Exercise aim:
Below are some entries; state how many of their lines contain the word "tracing", with nothing else in the reply.
[Records shown Boundary: Start]
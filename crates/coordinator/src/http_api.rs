//! HTTP protocol surface for the coordination hub
//!
//! One router, versioned under a configurable prefix. Handlers return a
//! typed `Result`; the [`ApiError`] wrapper is the single place hub error
//! kinds become response statuses and short machine-readable messages.

use std::collections::BTreeMap;
use std::sync::Arc;

use axum::extract::{DefaultBodyLimit, Multipart, Path, State};
use axum::http::{header, StatusCode};
use axum::response::{IntoResponse, Response};
use axum::routing::{get, post, put};
use axum::{middleware as axum_middleware, Json, Router};
use bytes::Bytes;
use runtime_core::{ClientId, CoordinatorConfig, Error, JobMeta};
use tower_http::cors::{Any, CorsLayer};
use tower_http::trace::TraceLayer;
use tracing::error;

use crate::middleware::{track_requests, RouteSummary};
use crate::service::CoordinationService;

/// Multipart field carrying the uploaded parameter payload
const PARAMETER_FIELD: &str = "tmp_parameter_file";

/// Shared state for HTTP handlers
pub type AppState = Arc<CoordinationService>;

/// Error wrapper mapping hub errors to the protocol's response statuses
pub struct ApiError(Error);

impl From<Error> for ApiError {
    fn from(e: Error) -> Self {
        Self(e)
    }
}

impl IntoResponse for ApiError {
    fn into_response(self) -> Response {
        let (status, message) = match &self.0 {
            Error::AlreadyConnected { .. } => {
                (StatusCode::CREATED, "already connected".to_string())
            }
            Error::AlreadyOffline { .. } => (StatusCode::CREATED, "already offline".to_string()),
            Error::ArtifactNotPrepared { .. } => {
                (StatusCode::CREATED, "file not prepared".to_string())
            }
            Error::RegistryUnavailable { .. } => (
                StatusCode::NON_AUTHORITATIVE_INFORMATION,
                "server has internal error".to_string(),
            ),
            Error::JobNotFound { .. } | Error::ModelNotFound { .. } => {
                (StatusCode::NOT_FOUND, self.0.to_string())
            }
            Error::InvalidParameter { .. } => (StatusCode::BAD_REQUEST, self.0.to_string()),
            _ => {
                error!(error = %self.0, "Request failed");
                (StatusCode::INTERNAL_SERVER_ERROR, "internal error".to_string())
            }
        };
        (status, message).into_response()
    }
}

type ApiResult<T> = Result<T, ApiError>;

/// Hub status for API response
#[derive(serde::Serialize)]
pub struct StatusResponse {
    pub uptime_secs: u64,
    pub connected_trainers: usize,
    pub routes: BTreeMap<String, RouteSummary>,
}

/// Create the HTTP API router
pub fn create_router(service: AppState, config: &CoordinatorConfig) -> Router {
    let cors = CorsLayer::new()
        .allow_origin(Any)
        .allow_methods(Any)
        .allow_headers(Any);

    // The two /modelpars routes overlap, so their first segment must share a
    // template name; path parameters are positional and the handlers bind
    // them to their real meanings (job id for GET, client id for POST).
    let api = Router::new()
        .route("/register/:ip/:port/:client_id", post(register_trainer))
        .route("/offline/:ip/:port", put(offline))
        .route("/jobs", get(list_jobs))
        .route("/modelpars/:id", get(initial_model_params))
        .route("/init_model/:job_id", get(initial_model))
        .route("/modelpars/:id/:job_id/:fed_step", post(submit_parameters))
        .route(
            "/otherparameters/:job_id/:client_id/:fed_step",
            get(peer_parameters),
        )
        .route("/otherclients/:job_id", get(connected_clients))
        .route("/aggregatepars", get(aggregate_parameters))
        .route("/health", get(health_check))
        .route("/status", get(get_status));

    let router = if config.api_prefix.is_empty() || config.api_prefix == "/" {
        api
    } else {
        Router::new().nest(&config.api_prefix, api)
    };

    router
        .layer(axum_middleware::from_fn_with_state(
            Arc::clone(&service),
            track_requests,
        ))
        .layer(TraceLayer::new_for_http())
        .layer(cors)
        .layer(DefaultBodyLimit::max(config.max_upload_bytes))
        .with_state(service)
}

/// Health check endpoint
async fn health_check() -> impl IntoResponse {
    (StatusCode::OK, Json(serde_json::json!({"status": "ok"})))
}

/// Get hub status and request metrics
async fn get_status(State(service): State<AppState>) -> Json<StatusResponse> {
    Json(StatusResponse {
        uptime_secs: service.uptime_secs(),
        connected_trainers: service.connected_trainers().await.len(),
        routes: service.metrics().summary(),
    })
}

/// Register a trainer endpoint
async fn register_trainer(
    State(service): State<AppState>,
    Path((ip, port, client_id)): Path<(String, String, String)>,
) -> ApiResult<&'static str> {
    service.register_trainer(&ip, &port, &client_id).await?;
    Ok("register_success")
}

/// Take a trainer endpoint offline
async fn offline(
    State(service): State<AppState>,
    Path((ip, port)): Path<(String, String)>,
) -> ApiResult<&'static str> {
    service.deregister_trainer(&ip, &port).await?;
    Ok("offline success")
}

/// List all defined jobs
async fn list_jobs(State(service): State<AppState>) -> ApiResult<Json<Vec<JobMeta>>> {
    Ok(Json(service.list_jobs().await?))
}

/// Download a job's initial model parameters
async fn initial_model_params(
    State(service): State<AppState>,
    Path(job_id): Path<String>,
) -> ApiResult<Response> {
    let data = service.initial_model_params(&job_id).await?;
    Ok(file_attachment(format!("init_model_pars_{}", job_id), data))
}

/// Download a job's initial model
async fn initial_model(
    State(service): State<AppState>,
    Path(job_id): Path<String>,
) -> ApiResult<Response> {
    let data = service.initial_model(&job_id).await?;
    Ok(file_attachment(format!("init_model_{}", job_id), data))
}

/// Upload one round's local parameters
async fn submit_parameters(
    State(service): State<AppState>,
    Path((client_id, job_id, fed_step)): Path<(String, String, String)>,
    mut multipart: Multipart,
) -> ApiResult<&'static str> {
    let mut payload = None;
    while let Some(field) = multipart.next_field().await.map_err(|e| {
        ApiError(Error::InvalidParameter {
            message: format!("invalid multipart body: {}", e),
        })
    })? {
        if field.name() == Some(PARAMETER_FIELD) {
            let data = field.bytes().await.map_err(|e| {
                ApiError(Error::InvalidParameter {
                    message: format!("failed to read uploaded parameters: {}", e),
                })
            })?;
            payload = Some(data);
            break;
        }
    }

    let Some(data) = payload else {
        return Err(ApiError(Error::InvalidParameter {
            message: format!("missing multipart field `{}`", PARAMETER_FIELD),
        }));
    };

    service
        .submit_parameters(&client_id, &job_id, &fed_step, data)
        .await?;
    Ok("submit_success")
}

/// Download a peer's parameters for one round key
///
/// Success is 202: the payload is a round-in-progress exchange, not a
/// stable resource; an unsubmitted key reports `file not prepared` so
/// pollers can keep waiting.
async fn peer_parameters(
    State(service): State<AppState>,
    Path((job_id, client_id, fed_step)): Path<(String, String, String)>,
) -> ApiResult<Response> {
    let data = service.peer_parameters(&job_id, &client_id, &fed_step).await?;
    let mut response = file_attachment(format!("tmp_parameters_{}", fed_step), data);
    *response.status_mut() = StatusCode::ACCEPTED;
    Ok(response)
}

/// List client ids connected to a job
async fn connected_clients(
    State(service): State<AppState>,
    Path(job_id): Path<String>,
) -> ApiResult<Json<Vec<ClientId>>> {
    Ok(Json(service.connected_clients(&job_id).await?))
}

/// Download the aggregated parameters produced so far
async fn aggregate_parameters(State(service): State<AppState>) -> ApiResult<Response> {
    let data = service.aggregate_parameters().await?;
    Ok((
        [(header::CONTENT_TYPE, "application/octet-stream".to_string())],
        data,
    )
        .into_response())
}

fn file_attachment(filename: String, data: Bytes) -> Response {
    (
        [
            (header::CONTENT_TYPE, "application/octet-stream".to_string()),
            (
                header::CONTENT_DISPOSITION,
                format!("attachment; filename=\"{}\"", filename),
            ),
        ],
        data,
    )
        .into_response()
}
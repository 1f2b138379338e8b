//! Coordination service binding the registry, catalog, and model store
//!
//! Each method validates its raw path parameters, then performs exactly one
//! logical operation; callers observe multi-step handlers (registration)
//! as a single outcome.

use std::sync::Arc;
use std::time::Instant;

use async_trait::async_trait;
use bytes::Bytes;
use job_catalog::JobCatalog;
use model_store::ModelStore;
use registry::{ClientProvisioner, TrainerRegistry};
use runtime_core::{ClientId, JobMeta, Result};
use tracing::{debug, info};

use crate::middleware::{InputValidator, RequestMetrics};

/// Pre-provisions per-client directories for every job in the catalog
///
/// Runs inside the registration critical section, so a registration is only
/// recorded once every known job can list the new client.
struct JobDirProvisioner {
    catalog: Arc<JobCatalog>,
    store: Arc<ModelStore>,
}

#[async_trait]
impl ClientProvisioner for JobDirProvisioner {
    async fn provision(&self, client_id: ClientId) -> Result<()> {
        let jobs = self.catalog.list_jobs().await?;
        for job in &jobs {
            self.store.ensure_client_dir(&job.id, client_id).await?;
        }
        debug!(client_id, jobs = jobs.len(), "Provisioned client directories");
        Ok(())
    }
}

/// The coordination hub's request-handling core
pub struct CoordinationService {
    registry: Arc<TrainerRegistry>,
    catalog: Arc<JobCatalog>,
    store: Arc<ModelStore>,
    validator: InputValidator,
    metrics: RequestMetrics,
    start_time: Instant,
}

impl CoordinationService {
    /// Create a service over the three backing components
    pub fn new(
        registry: Arc<TrainerRegistry>,
        catalog: Arc<JobCatalog>,
        store: Arc<ModelStore>,
    ) -> Self {
        Self {
            registry,
            catalog,
            store,
            validator: InputValidator::new(),
            metrics: RequestMetrics::new(),
            start_time: Instant::now(),
        }
    }

    /// Register a trainer endpoint and pre-provision its per-job directories
    pub async fn register_trainer(&self, ip: &str, port: &str, client_id: &str) -> Result<()> {
        let endpoint = self.validator.endpoint(ip, port)?;
        let client_id = self.validator.client_id(client_id)?;

        let provisioner = JobDirProvisioner {
            catalog: Arc::clone(&self.catalog),
            store: Arc::clone(&self.store),
        };
        self.registry
            .register(&endpoint, client_id, &provisioner)
            .await
    }

    /// Take a trainer endpoint offline
    pub async fn deregister_trainer(&self, ip: &str, port: &str) -> Result<()> {
        let endpoint = self.validator.endpoint(ip, port)?;
        self.registry.deregister(&endpoint).await
    }

    /// List all defined training jobs
    pub async fn list_jobs(&self) -> Result<Vec<JobMeta>> {
        self.catalog.list_jobs().await
    }

    /// Fetch a job's initial global model
    pub async fn initial_model(&self, job_id: &str) -> Result<Bytes> {
        let job_id = self.validator.job_id(job_id)?;
        self.store.initial_model(job_id).await
    }

    /// Fetch a job's initial model parameters
    pub async fn initial_model_params(&self, job_id: &str) -> Result<Bytes> {
        let job_id = self.validator.job_id(job_id)?;
        self.store.initial_model_params(job_id).await
    }

    /// Store one round's local parameters for a client
    pub async fn submit_parameters(
        &self,
        client_id: &str,
        job_id: &str,
        fed_step: &str,
        data: Bytes,
    ) -> Result<u64> {
        let client_id = self.validator.client_id(client_id)?;
        let job_id = self.validator.job_id(job_id)?;
        let fed_step = self.validator.fed_step(fed_step)?;

        let size = self
            .store
            .put_round_artifact(job_id, client_id, fed_step, data)
            .await?;
        info!(job_id, client_id, fed_step, size, "Round parameters submitted");
        Ok(size)
    }

    /// Fetch a peer's parameters for one round key
    pub async fn peer_parameters(
        &self,
        job_id: &str,
        client_id: &str,
        fed_step: &str,
    ) -> Result<Bytes> {
        let job_id = self.validator.job_id(job_id)?;
        let client_id = self.validator.client_id(client_id)?;
        let fed_step = self.validator.fed_step(fed_step)?;
        self.store.round_artifact(job_id, client_id, fed_step).await
    }

    /// Client ids currently provisioned under a job
    pub async fn connected_clients(&self, job_id: &str) -> Result<Vec<ClientId>> {
        let job_id = self.validator.job_id(job_id)?;
        self.store.connected_clients(job_id).await
    }

    /// Whatever the aggregation collaborator has produced so far
    pub async fn aggregate_parameters(&self) -> Result<Bytes> {
        self.store.aggregate_params().await
    }

    /// Snapshot of the connected trainer endpoints
    pub async fn connected_trainers(&self) -> Vec<String> {
        self.registry.connected().await
    }

    /// Server uptime in seconds
    pub fn uptime_secs(&self) -> u64 {
        self.start_time.elapsed().as_secs()
    }

    /// Request metrics collector
    pub fn metrics(&self) -> &RequestMetrics {
        &self.metrics
    }
}
//! Registry - persisted connected-trainer set for the coordination hub
//!
//! The registry owns the set of trainer endpoints currently participating in
//! federated rounds. The set is loaded from a persisted runtime-state record
//! on every mutation, changed, and written back atomically, so it survives
//! process restarts. All read-modify-persist sequences run under a single
//! process-wide lock to rule out lost updates between concurrent requests.
//!
//! # Example
//!
//! ```no_run
//! use std::sync::Arc;
//! use registry::{JsonFileStore, TrainerRegistry};
//!
//! # async fn example() -> runtime_core::Result<()> {
//! let store = Arc::new(JsonFileStore::new("/var/lib/hub/runtime_state.json"));
//! store.ensure_initialized().await?;
//! let registry = TrainerRegistry::new(store);
//! # Ok(())
//! # }
//! ```

mod store;
mod trainer_registry;

pub use store::{JsonFileStore, RegistryStore, RuntimeState};
pub use trainer_registry::{ClientProvisioner, TrainerRegistry};
//! Model Store - per-job, per-client, per-round parameter storage
//!
//! Stores opaque model-parameter blobs in a directory tree whose layout is
//! part of the external contract (trainers and the aggregation collaborator
//! both address it). Writes are atomic (temp + rename), so a reader of a
//! given round key never observes a partially-written artifact.
//!
//! # Example
//!
//! ```no_run
//! use bytes::Bytes;
//! use model_store::ModelStore;
//!
//! # async fn example() -> runtime_core::Result<()> {
//! let store = ModelStore::new("/var/lib/hub/models");
//! store.put_round_artifact("j1", 1, 1, Bytes::from(vec![0, 1])).await?;
//! let data = store.round_artifact("j1", 1, 1).await?;
//! # Ok(())
//! # }
//! ```

pub mod layout;
mod store;

pub use store::ModelStore;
[Records shown Boundary: End]
Worked solution:
2